Editor's comments:- At 1st glance this product looks like many others which have aimed at the traditional market of SAN users. But its revolutionary design opens a new market which has been inaccessible to traditional FC SSD vendors. Dataram's product includes proprietary software - which does away with the need for an SSD expert engineer to identify hotspots and relocate critical data. The company says the XcelaSAN will automatically learn and self optimize during the 1st few hours of operation - and it will maintain application speedups even when applications and loads change - which is not possible with human tuned systems.

The search for a self tuning agnostic SSD software layer which sits between a SAN server and conventional rotating disk bulk storage has been the Holy Grail of SSD oems for over a decade. None have actually achieved it - till now. Although many vendors have developed semi-automated tuning kits and strategies for common applications - they require considerable expertise on the part of the applications engineer to make them work well. That has slowed down the adoption rate of SSDs in many midsized organizations which don't have a big enough installed base to attract the star SSD talent to look at their problems. And it's also why SSD accelerators, have not been viable as a reseller product.

When I spoke to Dataram's CTO, Jason Caulkins, I was impressed by the depth of marketing thinking behind the new product launch.

Dataram realized that simply launching a me-too SSD box would have an uncertain outcome in a market that's already so crowded. And Dataram's corporate memory goes back over 30 years to pioneering SSDs for minicomputers which they launched in 1976. But all memory companies know that in the future SSDs will use more memory than traditional markets - such as server or pc motherboards. So it's important to stake out ground in the SSD market.

I asked - where did the technology come from?
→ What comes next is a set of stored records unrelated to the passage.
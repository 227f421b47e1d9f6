//! Blocking future and continuation combinator.
//!
//! An [`OpFuture`] wraps one operation handle and adds a readiness
//! query, blocking retrieval with a cached result, and `then` chaining.
//!
//! # Design
//!
//! There is no executor. `then` invokes its continuation immediately on
//! the calling thread; a chain of continuations is ordinary sequential
//! code where each step decides for itself when to block (`get`). That
//! keeps composition cheap and the control flow obvious: the thread
//! that drives the chain *is* the scheduler.
//!
//! ```text
//! ready() ──then(f1)──▶ f1 runs now ──then(f2)──▶ f2 runs now ──▶ …
//!                        │ may get()                │ may get()
//!                        ▼                          ▼
//!                      blocks here                blocks here
//! ```

use std::thread;
use std::time::Duration;

use opdrive_core::Completion;

use crate::handle::OpHandle;

/// Sweep gap inside [`when_any`]'s poll loop.
const POLL_SLEEP: Duration = Duration::from_micros(50);

/// One asynchronous operation plus its eventual cached result.
///
/// Movable, not clonable. State machine: unresolved until a test or
/// wait succeeds, resolved afterwards; moving out of a variable is the
/// only way to leave the resolved state.
pub struct OpFuture {
    handle: OpHandle,
    cached: Option<Completion>,
}

impl OpFuture {
    /// Adopt a handle. A persistent handle is armed immediately — it is
    /// inert until started, and a future over an inert operation would
    /// never resolve.
    pub fn new(handle: OpHandle) -> Self {
        if handle.is_persistent() && !handle.is_null() {
            handle.transport().start(handle.token());
        }
        Self {
            handle,
            cached: None,
        }
    }

    /// An immediately resolved future over the null operation. The
    /// canonical chain starting point.
    pub fn ready() -> Self {
        Self {
            handle: OpHandle::null(),
            cached: Some(Completion::empty()),
        }
    }

    /// Whether the underlying handle still refers to a live operation.
    ///
    /// False once a non-persistent operation has been finally consumed —
    /// including for [`ready`](Self::ready) futures, which are resolved
    /// but refer to nothing.
    pub fn valid(&self) -> bool {
        !self.handle.is_null()
    }

    /// Non-blocking readiness query.
    ///
    /// Not side-effect-free: a successful test resolves the future, and
    /// the result it caches is the one later returned by `get`.
    pub fn is_ready(&mut self) -> bool {
        if self.cached.is_some() {
            return true;
        }
        match self.handle.test() {
            Some(record) => {
                self.cached = Some(record);
                true
            }
            None => false,
        }
    }

    /// Block until resolved. Idempotent: once resolved, further calls
    /// return without touching the handle again.
    pub fn wait(&mut self) {
        if self.cached.is_none() {
            self.cached = Some(self.handle.wait());
        }
    }

    /// [`wait`](Self::wait), then the cached record.
    pub fn get(&mut self) -> Completion {
        self.wait();
        self.cached.unwrap_or_else(Completion::empty)
    }

    /// Chain a continuation.
    ///
    /// The continuation receives this future by value and runs
    /// immediately on the calling thread; it calls `get` internally if
    /// it needs the result before proceeding. `then` never blocks by
    /// itself — any blocking happens inside the continuation.
    pub fn then<F>(self, continuation: F) -> OpFuture
    where
        F: FnOnce(OpFuture) -> OpFuture,
    {
        continuation(self)
    }

    /// Consume the future's handle, for registration elsewhere (the
    /// detach engine adopts handles this way).
    pub fn into_handle(self) -> OpHandle {
        self.handle
    }

    fn resolved(&self) -> bool {
        self.cached.is_some()
    }
}

/// Resolve every future in the collection, blocking until all are done,
/// then yield a fresh ready future.
///
/// Sugar over [`ready`](OpFuture::ready) + [`then`](OpFuture::then): the
/// continuation performs the batched wait. The futures are borrowed, so
/// their cached results stay retrievable afterwards via `get`.
pub fn when_all(futures: &mut [OpFuture]) -> OpFuture {
    OpFuture::ready().then(move |_| {
        for future in futures.iter_mut() {
            future.wait();
        }
        OpFuture::ready()
    })
}

/// Block until at least one future in the collection is resolved, then
/// yield a fresh ready future.
///
/// Precondition (asserted): at least one future is resolved already or
/// still valid — otherwise nothing could ever become ready.
pub fn when_any(futures: &mut [OpFuture]) -> OpFuture {
    assert!(
        !futures.is_empty(),
        "when_any requires at least one future"
    );
    assert!(
        futures.iter().any(|f| f.resolved() || f.valid()),
        "when_any requires at least one future that can become ready"
    );
    OpFuture::ready().then(move |_| loop {
        for future in futures.iter_mut() {
            if future.is_ready() {
                return OpFuture::ready();
            }
        }
        thread::sleep(POLL_SLEEP);
    })
}
//! Defines the endpoints for validating and creating a new transaction from the form.
use std::sync::{Arc, Mutex};

use axum::{
    extract::{FromRef, Query, State},
    http::StatusCode,
    response::{IntoResponse, Response},
};
// Must use axum_extra's Form since that parses an empty string as None instead
// of crashing like axum::Form.
use axum_extra::extract::Form;
use axum_htmx::HxRedirect;
use rusqlite::Connection;
use serde::Deserialize;
use time::OffsetDateTime;

use crate::{
    AppState, Error, endpoints, rpc,
    timezone::local_offset_or_error,
    transaction::{
        form::{field_error, transaction_form},
        form_state::{Submission, TransactionFormState},
        validation::{Field, NewTransactionInput, TransactionForm},
    },
};

/// The state needed to validate or create a transaction.
#[derive(Debug, Clone)]
pub struct CreateTransactionState {
    /// The database connection for managing transactions.
    pub db_connection: Arc<Mutex<Connection>>,
    /// The local timezone as a canonical timezone name, e.g. "Europe/Budapest".
    pub local_timezone: String,
}

impl FromRef<AppState> for CreateTransactionState {
    fn from_ref(state: &AppState) -> Self {
        Self {
            db_connection: state.db_connection.clone(),
            local_timezone: state.local_timezone.clone(),
        }
    }
}

/// Selects the form field to validate.
#[derive(Debug, Deserialize)]
pub struct ValidateFieldQuery {
    pub field: Field,
}

/// A route handler that validates one field when it loses focus.
///
/// Responds with the error slot of that field, which is empty if the value is valid.
pub async fn validate_transaction_field_endpoint(
    State(state): State<CreateTransactionState>,
    Query(query): Query<ValidateFieldQuery>,
    Form(form): Form<TransactionForm>,
) -> Response {
    let local_offset = match local_offset_or_error(&state.local_timezone) {
        Ok(offset) => offset,
        Err(error) => return error.into_alert_response(),
    };

    let mut form_state = TransactionFormState::from_values(form);
    form_state.on_blur(query.field, local_offset);

    field_error(
        query.field,
        form_state.error_message(query.field).as_deref(),
    )
    .into_response()
}

/// A route handler for creating a new transaction, redirects to transactions view on success.
///
/// If any field is invalid the form is sent back with an error under each bad field.
pub async fn create_transaction_endpoint(
    State(state): State<CreateTransactionState>,
    Form(form): Form<TransactionForm>,
) -> Response {
    let local_offset = match local_offset_or_error(&state.local_timezone) {
        Ok(offset) => offset,
        Err(error) => return error.into_alert_response(),
    };

    let mut form_state = TransactionFormState::from_values(form);

    let new_transaction = match form_state.submit(local_offset) {
        Submission::Ready(new_transaction) => new_transaction,
        Submission::Invalid | Submission::InFlight => {
            return transaction_form(&form_state).into_response();
        }
    };

    let connection = match state.db_connection.lock() {
        Ok(connection) => connection,
        Err(error) => {
            tracing::error!("could not acquire database lock: {error}");
            return Error::DatabaseLockError.into_alert_response();
        }
    };

    let result = rpc::add_transaction(
        NewTransactionInput::from(new_transaction),
        OffsetDateTime::now_utc(),
        &connection,
    );

    match result {
        Ok(_) => (
            HxRedirect(endpoints::TRANSACTIONS_VIEW.to_owned()),
            StatusCode::SEE_OTHER,
        )
            .into_response(),
        Err(error) => {
            tracing::error!("could not create transaction: {error}");
            error.into_alert_response()
        }
    }
}
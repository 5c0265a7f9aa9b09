//! Typed remote procedures for managing transactions.
//!
//! The procedures are plain functions over a database connection. The
//! handlers expose them as JSON over HTTP under `/rpc`.

mod error;
mod handlers;
mod procedures;

pub use error::ProcedureError;
pub use handlers::{
    add_transaction as add_transaction_endpoint,
    delete_transaction as delete_transaction_endpoint,
    get_transaction as get_transaction_endpoint,
    get_transactions as get_transactions_endpoint,
    update_transaction as update_transaction_endpoint,
};
pub use procedures::add_transaction;
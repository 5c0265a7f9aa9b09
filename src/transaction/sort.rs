//! Ordering of transactions for the transactions table.

use std::cmp::Ordering;

use serde::{Deserialize, Serialize};

use crate::{
    locale::{Locale, TextCollator},
    transaction::Transaction,
};

/// The transaction field that the table is sorted by.
#[derive(Debug, Clone, Copy, PartialEq, Eq, Default, Serialize, Deserialize)]
#[serde(rename_all = "lowercase")]
pub enum SortField {
    #[default]
    Date,
    Type,
    Amount,
    Category,
    Description,
}

impl SortField {
    /// Every field in the order the table columns are displayed.
    pub const ALL: [SortField; 5] = [
        SortField::Date,
        SortField::Type,
        SortField::Amount,
        SortField::Category,
        SortField::Description,
    ];

    /// The value used in query strings.
    pub fn as_str(self) -> &'static str {
        match self {
            SortField::Date => "date",
            SortField::Type => "type",
            SortField::Amount => "amount",
            SortField::Category => "category",
            SortField::Description => "description",
        }
    }

    /// The column heading.
    pub fn label(self) -> &'static str {
        match self {
            SortField::Date => "Date",
            SortField::Type => "Type",
            SortField::Amount => "Amount",
            SortField::Category => "Category",
            SortField::Description => "Description",
        }
    }
}

/// The direction of a sort.
#[derive(Debug, Clone, Copy, PartialEq, Eq, Default, Serialize, Deserialize)]
pub enum SortOrder {
    #[serde(rename = "asc")]
    Ascending,
    #[default]
    #[serde(rename = "desc")]
    Descending,
}

impl SortOrder {
    /// The value used in query strings.
    pub fn as_str(self) -> &'static str {
        match self {
            SortOrder::Ascending => "asc",
            SortOrder::Descending => "desc",
        }
    }

    /// The opposite direction.
    pub fn toggled(self) -> Self {
        match self {
            SortOrder::Ascending => SortOrder::Descending,
            SortOrder::Descending => SortOrder::Ascending,
        }
    }

    fn apply(self, ordering: Ordering) -> Ordering {
        match self {
            SortOrder::Ascending => ordering,
            SortOrder::Descending => ordering.reverse(),
        }
    }
}

/// Sort `transactions` by `field` in the direction `order`.
///
/// Text fields are collated for `locale`.
/// The input is left untouched, a new list of references is returned.
/// The sort is stable: transactions with equal keys keep their relative order
/// in both directions. Missing categories and descriptions compare as empty
/// text, so they come first when ascending and last when descending.
pub fn sort_transactions(
    transactions: &[Transaction],
    field: SortField,
    order: SortOrder,
    locale: Locale,
) -> Vec<&Transaction> {
    let collator = locale.collator();
    let mut sorted: Vec<&Transaction> = transactions.iter().collect();
    sorted.sort_by(|a, b| order.apply(compare_by_field(a, b, field, &collator)));
    sorted
}

fn compare_by_field(
    a: &Transaction,
    b: &Transaction,
    field: SortField,
    collator: &TextCollator,
) -> Ordering {
    match field {
        SortField::Date => a.date.cmp(&b.date),
        SortField::Type => collator.compare(a.type_.as_str(), b.type_.as_str()),
        SortField::Amount => a.amount.cmp(&b.amount),
        SortField::Category => collator.compare(
            a.category.as_deref().unwrap_or_default(),
            b.category.as_deref().unwrap_or_default(),
        ),
        SortField::Description => collator.compare(
            a.description.as_deref().unwrap_or_default(),
            b.description.as_deref().unwrap_or_default(),
        ),
    }
}
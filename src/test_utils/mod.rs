#![allow(missing_docs)]

pub(crate) mod form;
pub(crate) mod html;
pub(crate) mod http;

pub(crate) use form::{
    assert_field_error, assert_form_input, assert_form_input_with_value,
    assert_form_submit_button, assert_form_submit_button_with_text, assert_hx_endpoint,
    must_get_form,
};
pub(crate) use html::{assert_valid_html, parse_html_document, parse_html_fragment};
pub(crate) use http::{assert_content_type, assert_hx_redirect, assert_status_ok};
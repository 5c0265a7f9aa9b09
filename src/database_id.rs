//! Database ID type definitions.

/// Alias for the integer type used for mapping to database IDs.
pub type DatabaseId = i64;

/// The ID of a transaction.
///
/// Assigned by SQLite on insert. The transaction table uses `AUTOINCREMENT`,
/// so an ID is never handed out again after its transaction is deleted.
pub type TransactionId = DatabaseId;
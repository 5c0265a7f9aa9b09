//! The view-model for the transactions table.
//!
//! [TableState] holds what the user has chosen (sort and page) and each
//! `on_*` method returns the state after one user action. The state is
//! carried in the page URL, so every link on the page is the URL of the state
//! that clicking it leads to.

use serde::Deserialize;
use time::UtcOffset;

use crate::{
    database_id::TransactionId,
    format::{format_amount, format_date},
    locale::Locale,
    pagination::{PageRequest, Pagination, PaginationConfig},
    transaction::{
        Transaction, TransactionType,
        sort::{SortField, SortOrder, sort_transactions},
    },
};

/// The sort and page selected in the transactions table.
#[derive(Debug, Clone, Copy, PartialEq, Eq)]
pub struct TableState {
    pub sort_field: SortField,
    pub sort_order: SortOrder,
    /// The selected page, 1-based.
    pub current_page: u64,
    pub items_per_page: u64,
}

impl Default for TableState {
    fn default() -> Self {
        Self::with_page_size(PaginationConfig::default().default_page_size)
    }
}

impl TableState {
    /// The newest transactions first, on page 1.
    pub fn with_page_size(items_per_page: u64) -> Self {
        Self {
            sort_field: SortField::default(),
            sort_order: SortOrder::default(),
            current_page: 1,
            items_per_page,
        }
    }

    /// Sort by `field`.
    ///
    /// Choosing the current field again flips the direction, a new field
    /// starts ascending. Either way the table goes back to the first page.
    pub fn on_sort(self, field: SortField) -> Self {
        let sort_order = if field == self.sort_field {
            self.sort_order.toggled()
        } else {
            SortOrder::Ascending
        };

        Self {
            sort_field: field,
            sort_order,
            current_page: 1,
            ..self
        }
    }

    /// Go to `page`. Pages past the end are clamped when the table is built.
    pub fn on_page_change(self, page: u64) -> Self {
        Self {
            current_page: page.max(1),
            ..self
        }
    }

    /// Go to the first, previous, next or last page of `total_items`.
    pub fn on_navigate(self, request: PageRequest, total_items: u64) -> Self {
        let pagination = Pagination::new(total_items, self.items_per_page, self.current_page);

        self.on_page_change(pagination.navigate(request))
    }

    /// Show `items_per_page` rows per page, starting again from the first page.
    pub fn on_items_per_page_change(self, items_per_page: u64) -> Self {
        Self {
            items_per_page: items_per_page.max(1),
            current_page: 1,
            ..self
        }
    }

    /// Read the state from URL query parameters.
    ///
    /// Missing or unreadable parameters use the defaults, as does a page size
    /// that is not one of the configured options.
    pub fn from_query(query: &TableQuery, config: &PaginationConfig) -> Self {
        let sort_field = query
            .sort
            .as_deref()
            .and_then(|sort| {
                SortField::ALL
                    .into_iter()
                    .find(|field| field.as_str() == sort)
            })
            .unwrap_or_default();

        let sort_order = match query.order.as_deref() {
            Some("asc") => SortOrder::Ascending,
            Some("desc") => SortOrder::Descending,
            _ => SortOrder::default(),
        };

        let current_page = query
            .page
            .as_deref()
            .and_then(|page| page.parse().ok())
            .unwrap_or(config.default_page)
            .max(1);

        let items_per_page = config.page_size_or_default(
            query
                .per_page
                .as_deref()
                .and_then(|per_page| per_page.parse().ok()),
        );

        Self {
            sort_field,
            sort_order,
            current_page,
            items_per_page,
        }
    }

    pub fn to_query_string(self) -> String {
        format!(
            "sort={}&order={}&page={}&per_page={}",
            self.sort_field.as_str(),
            self.sort_order.as_str(),
            self.current_page,
            self.items_per_page
        )
    }

    pub fn to_url(self, route: &str) -> String {
        format!("{route}?{}", self.to_query_string())
    }
}

/// The raw query parameters of the transactions page.
///
/// Values are kept as text so that a bad value falls back to its default
/// instead of rejecting the whole request.
#[derive(Debug, Clone, Default, Deserialize)]
pub struct TableQuery {
    pub sort: Option<String>,
    pub order: Option<String>,
    pub page: Option<String>,
    pub per_page: Option<String>,
}

/// A transaction formatted for display.
#[derive(Debug, Clone, PartialEq, Eq)]
pub struct TableRow {
    pub id: TransactionId,
    pub type_: TransactionType,
    pub date: String,
    /// Signed by direction, e.g. "+1234,56".
    pub amount: String,
    pub category: Option<String>,
    pub description: Option<String>,
}

/// Everything the transactions table displays.
#[derive(Debug, Clone, PartialEq, Eq)]
pub struct TableView {
    /// The state that was rendered, with the page clamped to the valid range.
    pub state: TableState,
    pub pagination: Pagination,
    /// The rows on the current page, in display order.
    pub rows: Vec<TableRow>,
}

/// Sort, paginate and format `transactions` for the table.
///
/// `locale` decides both how text columns are ordered and how values are displayed.
pub fn build_table_view(
    transactions: &[Transaction],
    state: TableState,
    local_offset: UtcOffset,
    locale: Locale,
) -> TableView {
    let sorted = sort_transactions(transactions, state.sort_field, state.sort_order, locale);
    let pagination = Pagination::new(
        sorted.len() as u64,
        state.items_per_page,
        state.current_page,
    );

    let rows = pagination
        .slice(&sorted)
        .iter()
        .map(|transaction| TableRow {
            id: transaction.id,
            type_: transaction.type_,
            date: format_date(transaction.date, local_offset, locale),
            amount: format_amount(transaction.amount, Some(transaction.type_), locale),
            category: transaction.category.clone(),
            description: transaction.description.clone(),
        })
        .collect();

    TableView {
        state: TableState {
            current_page: pagination.current_page,
            items_per_page: pagination.items_per_page,
            ..state
        },
        pagination,
        rows,
    }
}


#[cfg(test)]
mod view_tests {
    use time::{Duration, UtcOffset, macros::datetime};

    use crate::{
        locale::Locale,
        transaction::{
            Transaction, TransactionType,
            sort::{SortField, SortOrder},
        },
    };

    use super::{TableState, build_table_view};

    fn transactions(count: i64) -> Vec<Transaction> {
        (1..=count)
            .map(|id| Transaction {
                id,
                type_: TransactionType::Outflow,
                amount: id * 100,
                date: datetime!(2024-01-01 12:00 UTC) + Duration::days(id),
                category: Some("dining".to_owned()),
                description: None,
            })
            .collect()
    }

    #[test]
    fn shows_newest_page_first() {
        let transactions = transactions(25);

        let view = build_table_view(
            &transactions,
            TableState::default(),
            UtcOffset::UTC,
            Locale::Hungarian,
        );

        assert_eq!(view.pagination.total_pages, 3);
        assert_eq!(view.rows.len(), 10);
        assert_eq!(view.rows[0].id, 25);
        assert_eq!(view.rows[0].date, "2024. jan. 26.");
        assert_eq!(view.rows[0].amount, "-25,00");
    }

    #[test]
    fn last_page_is_partial() {
        let transactions = transactions(25);
        let state = TableState {
            sort_field: SortField::Amount,
            sort_order: SortOrder::Ascending,
            current_page: 3,
            items_per_page: 10,
        };

        let view = build_table_view(&transactions, state, UtcOffset::UTC, Locale::Hungarian);

        let ids: Vec<i64> = view.rows.iter().map(|row| row.id).collect();
        assert_eq!(ids, [21, 22, 23, 24, 25]);
        assert_eq!(view.pagination.first_item_number(), 21);
        assert_eq!(view.pagination.last_item_number(), 25);
    }

    #[test]
    fn out_of_range_page_is_clamped() {
        let transactions = transactions(5);

        let view = build_table_view(
            &transactions,
            TableState::default().on_page_change(9),
            UtcOffset::UTC,
            Locale::Hungarian,
        );

        assert_eq!(view.state.current_page, 1);
        assert_eq!(view.rows.len(), 5);
    }

    #[test]
    fn category_column_is_collated_for_the_locale() {
        let categories = ["zöldség", "étterem", "autó"];
        let mut transactions = transactions(3);
        for (transaction, category) in transactions.iter_mut().zip(categories) {
            transaction.category = Some(category.to_owned());
        }
        let state = TableState::default().on_sort(SortField::Category);

        let view = build_table_view(&transactions, state, UtcOffset::UTC, Locale::Hungarian);

        let categories: Vec<&str> = view
            .rows
            .iter()
            .filter_map(|row| row.category.as_deref())
            .collect();
        assert_eq!(categories, ["autó", "étterem", "zöldség"]);
    }

    #[test]
    fn empty_list_has_no_rows_or_controls() {
        let view = build_table_view(&[], TableState::default(), UtcOffset::UTC, Locale::EnglishUs);

        assert!(view.rows.is_empty());
        assert!(view.pagination.is_empty());
        assert!(!view.pagination.show_controls());
    }
}
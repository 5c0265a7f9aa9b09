//! Conversion of canonical timezone names to UTC offsets.

use time::{Date, OffsetDateTime, UtcOffset};
use time_tz::{Offset, TimeZone};

use crate::Error;

/// The current UTC offset of `canonical_timezone`, e.g. "Europe/Budapest".
pub fn get_local_offset(canonical_timezone: &str) -> Option<UtcOffset> {
    time_tz::timezones::get_by_name(canonical_timezone)
        .map(|tz| tz.get_offset_utc(&OffsetDateTime::now_utc()).to_utc())
}

/// Like [get_local_offset], but logs and returns an error for an unknown timezone.
pub fn local_offset_or_error(canonical_timezone: &str) -> Result<UtcOffset, Error> {
    get_local_offset(canonical_timezone).ok_or_else(|| {
        tracing::error!("Invalid timezone {}", canonical_timezone);
        Error::InvalidTimezoneError(canonical_timezone.to_owned())
    })
}

/// Today's date in `local_offset`.
pub fn local_today(local_offset: UtcOffset) -> Date {
    OffsetDateTime::now_utc().to_offset(local_offset).date()
}

#[cfg(test)]
mod tests {
    use time::UtcOffset;

    use crate::Error;

    use super::{get_local_offset, local_offset_or_error};

    #[test]
    fn utc_has_zero_offset() {
        assert_eq!(get_local_offset("Etc/UTC"), Some(UtcOffset::UTC));
    }

    #[test]
    fn unknown_timezone_is_an_error() {
        assert_eq!(
            local_offset_or_error("Mars/Olympus_Mons"),
            Err(Error::InvalidTimezoneError("Mars/Olympus_Mons".to_owned()))
        );
    }
}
Jason said some of it came from Dataram's acquisition of Cenatek - where he had already been thinking about the SSD business model problem for many years. With much bigger resources available after Dataram's acquisition - he's had teams of software engineers working on the XcelaSAN concepts and licensed essential glue where needed.

Will it work? Dataram says the XcelaSAN has been tested and working in customer sites. Product shipments in the US start in the next quarter. And the product is storage agnostic - meaning the customer can replace their SAN arrays at a future date and retain the acceleration speedup. XcelaSAN seems to offer a viable route for mid-budget user enterprises - who have been neglected by SSD vendors for economic reasons - to join the march of the SSD Revolution.
news about all types of solid state disks from over 140 manufacturers Is it competitive? - If you use my quick and dirty magic number for SSD sever accelerators - (write IOPS divided by cost per TB) - it's in the same order of magnitude as leading PCIe SLC flash SSD cards - so it's definitely worth a look.

profile reverified September 28, 2009......................................................................................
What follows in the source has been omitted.